No. If your employer closes after the FFCRA’s effective date (even if you requested leave prior to the closure), you will not get paid sick leave or expanded family and medical leave but you may be eligible for unemployment insurance benefits. This is true whether your employer closes your worksite for lack of business or because it was required to close pursuant to a Federal, State or local directive.

If my employer closes my worksite while I am on paid sick leave or expanded family and medical leave, what happens?

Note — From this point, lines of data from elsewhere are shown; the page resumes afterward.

//! Read-only boot filesystem.
//!
//! The image is a sequence of 4 KiB blocks: one boot block holding the
//! directory, then `inode_count` inodes, then `data_block_count` data blocks.

use super::error::{FsError, FsResult};
use crate::config::FILE_NAME_LENGTH;

pub const BLOCK_SIZE: usize = 4096;

const DENTRY_SIZE: usize = 64;
const DENTRY_TABLE_OFFSET: usize = 64;
pub const MAX_DENTRIES: usize = (BLOCK_SIZE - DENTRY_TABLE_OFFSET) / DENTRY_SIZE;
const BLOCKS_PER_INODE: usize = BLOCK_SIZE / 4 - 1;

#[derive(Debug, Clone, Copy, PartialEq, Eq)]
pub enum FileType {
    Rtc,
    Directory,
    Regular,
}

impl FileType {
    fn from_raw(raw: u32) -> FsResult<FileType> {
        match raw {
            0 => Ok(FileType::Rtc),
            1 => Ok(FileType::Directory),
            2 => Ok(FileType::Regular),
            _ => Err(FsError::CorruptImage),
        }
    }
}

#[derive(Debug, Clone, Copy)]
pub struct DirEntry {
    name: [u8; FILE_NAME_LENGTH],
    pub file_type: FileType,
    pub inode: u32,
}

impl DirEntry {
    /// Stored name without NUL padding. A full 32-byte name has no terminator.
    pub fn name(&self) -> &[u8] {
        let len = self.name.iter().position(|&b| b == 0).unwrap_or(FILE_NAME_LENGTH);
        &self.name[..len]
    }
}

fn read_u32(bytes: &[u8], offset: usize) -> u32 {
    let mut raw = [0u8; 4];
    raw.copy_from_slice(&bytes[offset..offset + 4]);
    u32::from_le_bytes(raw)
}

pub struct FileSystem<'a> {
    image: &'a [u8],
    dir_count: usize,
    inode_count: u32,
    data_block_count: u32,
}

impl<'a> FileSystem<'a> {
    /// Validate the boot block and the overall image size.
    pub fn new(image: &'a [u8]) -> FsResult<Self> {
        if image.len() < BLOCK_SIZE {
            return Err(FsError::CorruptImage);
        }
        let dir_count = read_u32(image, 0) as usize;
        let inode_count = read_u32(image, 4);
        let data_block_count = read_u32(image, 8);

        let blocks = 1 + inode_count as usize + data_block_count as usize;
        if dir_count > MAX_DENTRIES || image.len() < blocks * BLOCK_SIZE {
            return Err(FsError::CorruptImage);
        }
        Ok(FileSystem {
            image,
            dir_count,
            inode_count,
            data_block_count,
        })
    }

    pub fn dir_count(&self) -> usize {
        self.dir_count
    }

    pub fn lookup_by_index(&self, index: usize) -> FsResult<DirEntry> {
        if index >= self.dir_count {
            return Err(FsError::NotFound);
        }
        let raw = &self.image[DENTRY_TABLE_OFFSET + index * DENTRY_SIZE..][..DENTRY_SIZE];
        let mut name = [0u8; FILE_NAME_LENGTH];
        name.copy_from_slice(&raw[..FILE_NAME_LENGTH]);
        Ok(DirEntry {
            name,
            file_type: FileType::from_raw(read_u32(raw, FILE_NAME_LENGTH))?,
            inode: read_u32(raw, FILE_NAME_LENGTH + 4),
        })
    }

    /// Exact match against the stored name. Names longer than 32 bytes never match.
    pub fn lookup_by_name(&self, name: &[u8]) -> FsResult<DirEntry> {
        if name.is_empty() || name.len() > FILE_NAME_LENGTH {
            return Err(FsError::NotFound);
        }
        for index in 0..self.dir_count {
            let entry = self.lookup_by_index(index)?;
            if entry.name() == name {
                return Ok(entry);
            }
        }
        Err(FsError::NotFound)
    }

    fn inode_block(&self, inode: u32) -> FsResult<&'a [u8]> {
        if inode >= self.inode_count {
            return Err(FsError::BadInode);
        }
        let start = (1 + inode as usize) * BLOCK_SIZE;
        Ok(&self.image[start..start + BLOCK_SIZE])
    }

    pub fn file_length(&self, inode: u32) -> FsResult<u32> {
        Ok(read_u32(self.inode_block(inode)?, 0))
    }

    /// Copy file bytes starting at `offset` into `buf`, stopping at the end of
    /// the file. Returns the number of bytes copied; 0 at end of file.
    pub fn read_data(&self, inode: u32, offset: u32, buf: &mut [u8]) -> FsResult<usize> {
        let block = self.inode_block(inode)?;
        let length = read_u32(block, 0);
        if offset > length {
            return Err(FsError::OffsetPastEnd);
        }

        let total = buf.len().min((length - offset) as usize);
        let data_base = (1 + self.inode_count as usize) * BLOCK_SIZE;
        let mut done = 0;
        let mut position = offset as usize;
        while done < total {
            let slot = position / BLOCK_SIZE;
            if slot >= BLOCKS_PER_INODE {
                return Err(FsError::CorruptImage);
            }
            let data_block = read_u32(block, 4 + slot * 4);
            if data_block >= self.data_block_count {
                return Err(FsError::BadDataBlock);
            }
            let within = position % BLOCK_SIZE;
            let chunk = (BLOCK_SIZE - within).min(total - done);
            let src = data_base + data_block as usize * BLOCK_SIZE + within;
            buf[done..done + chunk].copy_from_slice(&self.image[src..src + chunk]);
            done += chunk;
            position += chunk;
        }
        Ok(done)
    }
}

If your employer closes while you are on paid sick leave or expanded family and medical leave, your employer must pay for any paid sick leave or expanded family and medical leave you used before the employer closed. As of the date your employer closes your worksite, you are no longer entitled to paid sick leave or expanded family and medical leave, but you may be eligible for unemployment insurance benefits. This is true whether your employer closes your worksite for lack of business or because the employer was required to close pursuant to a Federal, State or local directive.

If my employer closes my worksite on or after April 1, 2020 (the effective date of the FFCRA), but tells me that it will reopen at some time in the future, can I receive paid sick leave or expanded family and medical leave?

No, not while your worksite is closed. If your employer closes your worksite, even for a short period of time, you are not entitled to take paid sick leave or expanded family and medical leave. However, you may be eligible for unemployment insurance benefits. This is true whether your employer closes your worksite for lack of business or because it was required to close pursuant to a Federal, State, or local directive. If your employer reopens and you resume work, you would then be eligible for paid sick leave or expanded family and medical leave as warranted.

Bottom line: an employee is not eligible for the paid leave requirements of the FFCRA if their worksite closes down pursuant to an SIP order, or if it closes for any other reason, such as lack of business. However, employers should note that when they reopen and recall the affected employees to work, the recalled employees will be eligible for paid sick or family leave, if they meet the requirements under FFCRA.